Segundo Marco Pereira, o motivo de Canelas estar atualmente a administrar aquele território prender-se-á com a Carta Administrativa Oficial de Portugal (CAOP), que atribuiu, “sem fundamento”, a área a Canelas.
A Carta Administrativa Oficial de Portugal é um “instrumento de trabalho importante que as câmaras e juntas utilizam”, mas, “quem tem legitimidade, quem pode definir ou alterar fronteiras é o Parlamento”, diz, sublinhando que não se encontrou mais nenhum documento que alterasse os limites após 1741.
Canelas vai recorrer
O desfecho só foi possível porque Marco Pereira tem uma “paixão e dedicação” à história local, tendo já 13 livros publicados. Isso permitiu-lhe saber onde procurar informação histórica e encontrar os documentos.
António Sousa, presidente da União de Freguesias de Canelas e Fermelã, adiantou que já está a ser preparado um recurso e o assunto será discutido numa próxima assembleia de freguesia.
O autarca diz que é “extremamente difícil reunir documentação”. Os “prédios urbanos e rústicos a sul do rio Jardim estão registados em Canelas”, mas a defesa desta união de freguesias não conseguiu encontrar “um documento que legitimasse a decisão da CAOP, mapas do Exército, Câmara e Ministério das Finanças”.
Já o presidente da Junta de Salreu, Manuel Almeida, diz estar “satisfeito” com a decisão.
Mudados sem sair de casa
Segundo apurou o “Jornal de Notícias2, o diferendo é antigo e, no território em disputa, há pessoas que defendem ser de Salreu e outras de Canelas.
A situação escalou há uns anos, quando algumas pessoas que até então consideravam ser de Salreu renovaram documentação e foram “transferidas para a freguesia vizinha, sem nunca terem mudado de casa”, relatou Manuel Almeida.

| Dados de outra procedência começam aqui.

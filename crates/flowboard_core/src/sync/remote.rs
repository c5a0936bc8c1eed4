//! Remote sync endpoint contract.
//!
//! The remote authority is expected to treat both methods as idempotent by
//! task id: upsert on create, delete-if-exists on delete. The engine relies
//! on that to re-push a record whose acknowledgement was lost.

use crate::model::task::{Task, TaskId};
use crate::store::task_store::StoreError;
use std::error::Error;
use std::fmt::{Display, Formatter};
use std::time::Duration;

/// Push method chosen from the record's tombstone flag.
#[derive(Debug, Clone, Copy, PartialEq, Eq)]
pub enum PushMethod {
    /// Create-or-update; used while `deleted == false`.
    Upsert,
    /// Delete-if-exists; used once `deleted == true`.
    Delete,
}

impl PushMethod {
    pub fn for_task(task: &Task) -> Self {
        if task.deleted {
            Self::Delete
        } else {
            Self::Upsert
        }
    }

    pub fn as_str(self) -> &'static str {
        match self {
            Self::Upsert => "upsert",
            Self::Delete => "delete",
        }
    }
}

/// One push attempt: the method plus the record's full current fields.
#[derive(Debug, Clone, PartialEq, Eq)]
pub struct PushRequest {
    pub method: PushMethod,
    pub task: Task,
}

impl PushRequest {
    pub fn for_task(task: Task) -> Self {
        Self {
            method: PushMethod::for_task(&task),
            task,
        }
    }

    pub fn task_id(&self) -> TaskId {
        self.task.id
    }
}

/// Remote acknowledgement.
#[derive(Debug, Clone, Copy, PartialEq, Eq)]
pub struct PushAck {
    /// Transport status code, or `0` for non-HTTP endpoints.
    pub status: u16,
}

/// Internal sync failure. Never surfaced to the user.
#[derive(Debug)]
pub enum SyncError {
    /// Network-level failure before a response arrived.
    Transport(String),
    /// The request exceeded its bound.
    Timeout(Duration),
    /// The remote answered with a non-success status.
    Rejected { status: u16 },
    /// Reading or flagging local records failed.
    Store(StoreError),
}

impl Display for SyncError {
    fn fmt(&self, f: &mut Formatter<'_>) -> std::fmt::Result {
        match self {
            Self::Transport(message) => write!(f, "transport failure: {message}"),
            Self::Timeout(timeout) => {
                write!(f, "request timed out after {}ms", timeout.as_millis())
            }
            Self::Rejected { status } => write!(f, "remote rejected push with status {status}"),
            Self::Store(err) => write!(f, "{err}"),
        }
    }
}

impl Error for SyncError {
    fn source(&self) -> Option<&(dyn Error + 'static)> {
        match self {
            Self::Store(err) => Some(err),
            _ => None,
        }
    }
}

impl From<StoreError> for SyncError {
    fn from(value: StoreError) -> Self {
        Self::Store(value)
    }
}

/// Remote authority reached by the sync engine.
pub trait RemoteEndpoint {
    /// Short identifier used in log lines.
    fn endpoint_id(&self) -> &str;

    /// Delivers one record. Implementations must give up after `timeout`
    /// and report `SyncError::Timeout`.
    fn push(&self, request: &PushRequest, timeout: Duration) -> Result<PushAck, SyncError>;
}

impl<R: RemoteEndpoint + ?Sized> RemoteEndpoint for &R {
    fn endpoint_id(&self) -> &str {
        (**self).endpoint_id()
    }

    fn push(&self, request: &PushRequest, timeout: Duration) -> Result<PushAck, SyncError> {
        (**self).push(request, timeout)
    }
}

impl<R: RemoteEndpoint + ?Sized> RemoteEndpoint for Box<R> {
    fn endpoint_id(&self) -> &str {
        (**self).endpoint_id()
    }

    fn push(&self, request: &PushRequest, timeout: Duration) -> Result<PushAck, SyncError> {
        (**self).push(request, timeout)
    }
}
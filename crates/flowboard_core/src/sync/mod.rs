//! Offline-first synchronization with the remote task service.
//!
//! # Responsibility
//! - Define the remote endpoint contract (`remote`) and its HTTP adapter.
//! - Push unsynced records opportunistically (`engine`).
//! - Track reachability and report transitions (`connectivity`).
//!
//! # Invariants
//! - Sync failures are logged and retried on the next trigger; they never
//!   alter local task content.

pub mod connectivity;
pub mod engine;
pub mod http_remote;
pub mod remote;
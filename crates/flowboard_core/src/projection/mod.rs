//! Derived, read-only board views.

pub mod board;
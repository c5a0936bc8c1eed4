//! Runtime configuration.
//!
//! Sources, lowest to highest precedence: built-in defaults, an optional
//! JSON file, then `FLOWBOARD_*` environment variables.

use crate::logging::default_log_level;
use crate::sync::engine::{SyncSettings, DEFAULT_REQUEST_TIMEOUT};
use serde::Deserialize;
use std::error::Error;
use std::fmt::{Display, Formatter};
use std::path::{Path, PathBuf};
use std::time::Duration;

const DB_FILE_NAME: &str = "flowboard.sqlite3";
const MIN_REQUEST_TIMEOUT_MS: u64 = 100;
const MAX_REQUEST_TIMEOUT_MS: u64 = 60_000;

pub const ENV_DB_PATH: &str = "FLOWBOARD_DB_PATH";
pub const ENV_SYNC_URL: &str = "FLOWBOARD_SYNC_URL";
pub const ENV_SYNC_TIMEOUT_MS: &str = "FLOWBOARD_SYNC_TIMEOUT_MS";
pub const ENV_PURGE_TOMBSTONES: &str = "FLOWBOARD_PURGE_TOMBSTONES";
pub const ENV_LOG_LEVEL: &str = "FLOWBOARD_LOG_LEVEL";
pub const ENV_LOG_DIR: &str = "FLOWBOARD_LOG_DIR";

#[derive(Debug)]
pub enum ConfigError {
    Io { path: PathBuf, source: std::io::Error },
    Parse { path: PathBuf, source: serde_json::Error },
    InvalidValue { key: &'static str, value: String },
}

impl Display for ConfigError {
    fn fmt(&self, f: &mut Formatter<'_>) -> std::fmt::Result {
        match self {
            Self::Io { path, source } => {
                write!(f, "failed to read config `{}`: {source}", path.display())
            }
            Self::Parse { path, source } => {
                write!(f, "invalid config `{}`: {source}", path.display())
            }
            Self::InvalidValue { key, value } => write!(f, "invalid value `{value}` for {key}"),
        }
    }
}

impl Error for ConfigError {
    fn source(&self) -> Option<&(dyn Error + 'static)> {
        match self {
            Self::Io { source, .. } => Some(source),
            Self::Parse { source, .. } => Some(source),
            Self::InvalidValue { .. } => None,
        }
    }
}

#[derive(Debug, Clone, PartialEq, Eq, Deserialize)]
#[serde(default, deny_unknown_fields)]
pub struct BoardConfig {
    pub db_path: PathBuf,
    /// Base URL of the remote task service. `None` keeps the board local.
    pub sync_url: Option<String>,
    pub request_timeout_ms: u64,
    pub purge_acknowledged_tombstones: bool,
    pub log_level: String,
    /// File logging is enabled only when set.
    pub log_dir: Option<PathBuf>,
}

impl Default for BoardConfig {
    fn default() -> Self {
        Self {
            db_path: std::env::temp_dir().join(DB_FILE_NAME),
            sync_url: None,
            request_timeout_ms: DEFAULT_REQUEST_TIMEOUT.as_millis() as u64,
            purge_acknowledged_tombstones: true,
            log_level: default_log_level().to_string(),
            log_dir: None,
        }
    }
}

impl BoardConfig {
    /// Loads defaults, then `file` when given, then process environment.
    pub fn load(file: Option<&Path>) -> Result<Self, ConfigError> {
        let mut config = match file {
            Some(path) => Self::from_json_file(path)?,
            None => Self::default(),
        };
        config.apply_env(|key| std::env::var(key).ok())?;
        Ok(config)
    }

    pub fn from_json_file(path: &Path) -> Result<Self, ConfigError> {
        let raw = std::fs::read_to_string(path).map_err(|source| ConfigError::Io {
            path: path.to_path_buf(),
            source,
        })?;
        serde_json::from_str(&raw).map_err(|source| ConfigError::Parse {
            path: path.to_path_buf(),
            source,
        })
    }

    /// Overrides fields from `lookup`. Blank values are ignored.
    pub fn apply_env(
        &mut self,
        lookup: impl Fn(&str) -> Option<String>,
    ) -> Result<(), ConfigError> {
        let read = |key: &str| {
            lookup(key)
                .map(|value| value.trim().to_string())
                .filter(|value| !value.is_empty())
        };

        if let Some(value) = read(ENV_DB_PATH) {
            self.db_path = PathBuf::from(value);
        }
        if let Some(value) = read(ENV_SYNC_URL) {
            self.sync_url = Some(value);
        }
        if let Some(value) = read(ENV_SYNC_TIMEOUT_MS) {
            self.request_timeout_ms =
                value.parse().map_err(|_| ConfigError::InvalidValue {
                    key: ENV_SYNC_TIMEOUT_MS,
                    value: value.clone(),
                })?;
        }
        if let Some(value) = read(ENV_PURGE_TOMBSTONES) {
            self.purge_acknowledged_tombstones = parse_flag(&value).ok_or_else(|| {
                ConfigError::InvalidValue {
                    key: ENV_PURGE_TOMBSTONES,
                    value: value.clone(),
                }
            })?;
        }
        if let Some(value) = read(ENV_LOG_LEVEL) {
            self.log_level = value;
        }
        if let Some(value) = read(ENV_LOG_DIR) {
            self.log_dir = Some(PathBuf::from(value));
        }
        Ok(())
    }

    /// Per-request timeout, clamped to 100ms..=60s.
    pub fn request_timeout(&self) -> Duration {
        Duration::from_millis(
            self.request_timeout_ms
                .clamp(MIN_REQUEST_TIMEOUT_MS, MAX_REQUEST_TIMEOUT_MS),
        )
    }

    pub fn sync_settings(&self) -> SyncSettings {
        SyncSettings {
            request_timeout: self.request_timeout(),
            purge_acknowledged_tombstones: self.purge_acknowledged_tombstones,
        }
    }
}

fn parse_flag(value: &str) -> Option<bool> {
    match value.to_ascii_lowercase().as_str() {
        "1" | "true" | "yes" | "on" => Some(true),
        "0" | "false" | "no" | "off" => Some(false),
        _ => None,
    }
}

#[cfg(test)]
mod tests {
    use super::{BoardConfig, ConfigError, ENV_PURGE_TOMBSTONES, ENV_SYNC_TIMEOUT_MS, ENV_SYNC_URL};
    use std::collections::HashMap;
    use std::time::Duration;

    fn lookup(pairs: &[(&str, &str)]) -> impl Fn(&str) -> Option<String> {
        let map: HashMap<String, String> = pairs
            .iter()
            .map(|(k, v)| (k.to_string(), v.to_string()))
            .collect();
        move |key| map.get(key).cloned()
    }

    #[test]
    fn defaults_keep_board_local_with_three_second_timeout() {
        let config = BoardConfig::default();
        assert!(config.sync_url.is_none());
        assert_eq!(config.request_timeout(), Duration::from_secs(3));
        assert!(config.purge_acknowledged_tombstones);
    }

    #[test]
    fn env_overrides_and_ignores_blank_values() {
        let mut config = BoardConfig::default();
        config
            .apply_env(lookup(&[
                (ENV_SYNC_URL, " http://localhost:9000 "),
                (ENV_SYNC_TIMEOUT_MS, "250"),
                (ENV_PURGE_TOMBSTONES, "off"),
                ("FLOWBOARD_DB_PATH", "   "),
            ]))
            .unwrap();

        assert_eq!(config.sync_url.as_deref(), Some("http://localhost:9000"));
        assert_eq!(config.request_timeout(), Duration::from_millis(250));
        assert!(!config.purge_acknowledged_tombstones);
        assert_eq!(config.db_path, BoardConfig::default().db_path);
    }

    #[test]
    fn invalid_env_value_is_rejected() {
        let mut config = BoardConfig::default();
        let err = config
            .apply_env(lookup(&[(ENV_SYNC_TIMEOUT_MS, "soon")]))
            .unwrap_err();
        assert!(matches!(err, ConfigError::InvalidValue { key, .. } if key == ENV_SYNC_TIMEOUT_MS));
    }

    #[test]
    fn timeout_is_clamped() {
        let config = BoardConfig {
            request_timeout_ms: 5,
            ..BoardConfig::default()
        };
        assert_eq!(config.request_timeout(), Duration::from_millis(100));
    }

    #[test]
    fn json_file_fills_missing_fields_with_defaults() {
        let dir = tempfile::tempdir().unwrap();
        let path = dir.path().join("flowboard.json");
        std::fs::write(&path, r#"{ "sync_url": "https://board.example.com" }"#).unwrap();

        let config = BoardConfig::from_json_file(&path).unwrap();
        assert_eq!(config.sync_url.as_deref(), Some("https://board.example.com"));
        assert_eq!(config.request_timeout_ms, 3000);

        std::fs::write(&path, r#"{ "sync_endpoint": "x" }"#).unwrap();
        assert!(matches!(
            BoardConfig::from_json_file(&path),
            Err(ConfigError::Parse { .. })
        ));
    }
}
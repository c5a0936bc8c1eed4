//! SQLite storage bootstrap and schema migration entry points.
//!
//! # Responsibility
//! - Open and configure SQLite connections for the board store.
//! - Apply schema migrations in deterministic order.
//!
//! # Invariants
//! - Migration version is tracked via `PRAGMA user_version`.
//! - No task data is read or written before migrations succeed.

use std::error::Error;
use std::fmt::{Display, Formatter};

pub mod migrations;
mod open;

pub use open::{open_db, open_db_in_memory};

pub type DbResult<T> = Result<T, DbError>;

#[derive(Debug)]
pub enum DbError {
    Sqlite(rusqlite::Error),
    /// Parent directory of the database file could not be created.
    Io(std::io::Error),
    UnsupportedSchemaVersion {
        db_version: u32,
        latest_supported: u32,
    },
}

impl Display for DbError {
    fn fmt(&self, f: &mut Formatter<'_>) -> std::fmt::Result {
        match self {
            Self::Sqlite(err) => write!(f, "{err}"),
            Self::Io(err) => write!(f, "database directory unavailable: {err}"),
            Self::UnsupportedSchemaVersion {
                db_version,
                latest_supported,
            } => write!(
                f,
                "board schema version {db_version} is newer than supported {latest_supported}"
            ),
        }
    }
}

impl Error for DbError {
    fn source(&self) -> Option<&(dyn Error + 'static)> {
        match self {
            Self::Sqlite(err) => Some(err),
            Self::Io(err) => Some(err),
            Self::UnsupportedSchemaVersion { .. } => None,
        }
    }
}

impl From<rusqlite::Error> for DbError {
    fn from(value: rusqlite::Error) -> Self {
        Self::Sqlite(value)
    }
}

impl From<std::io::Error> for DbError {
    fn from(value: std::io::Error) -> Self {
        Self::Io(value)
    }
}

Mais de cem documentos entregues
Para o processo, o advogado e historiador Marco Pereira entregou 119 documentos, incluindo um de 1741, que confirmava a demarcação a sul do rio Jardim. O papel, até então desconhecido, estava no arquivo da Universidade de Coimbra e permitiu até ir além das pretensões iniciais de Salreu. Fazia “parte do cartório do Mosteiro de Jesus, em Aveiro – atual Museu de Santa Joana – que detinha várias propriedades, entre as quais Canelas”, pelo que guardava a delimitação que tinha sido feita entre os seus terrenos e as terras vizinhas de Salreu, explicou Marco Pereira.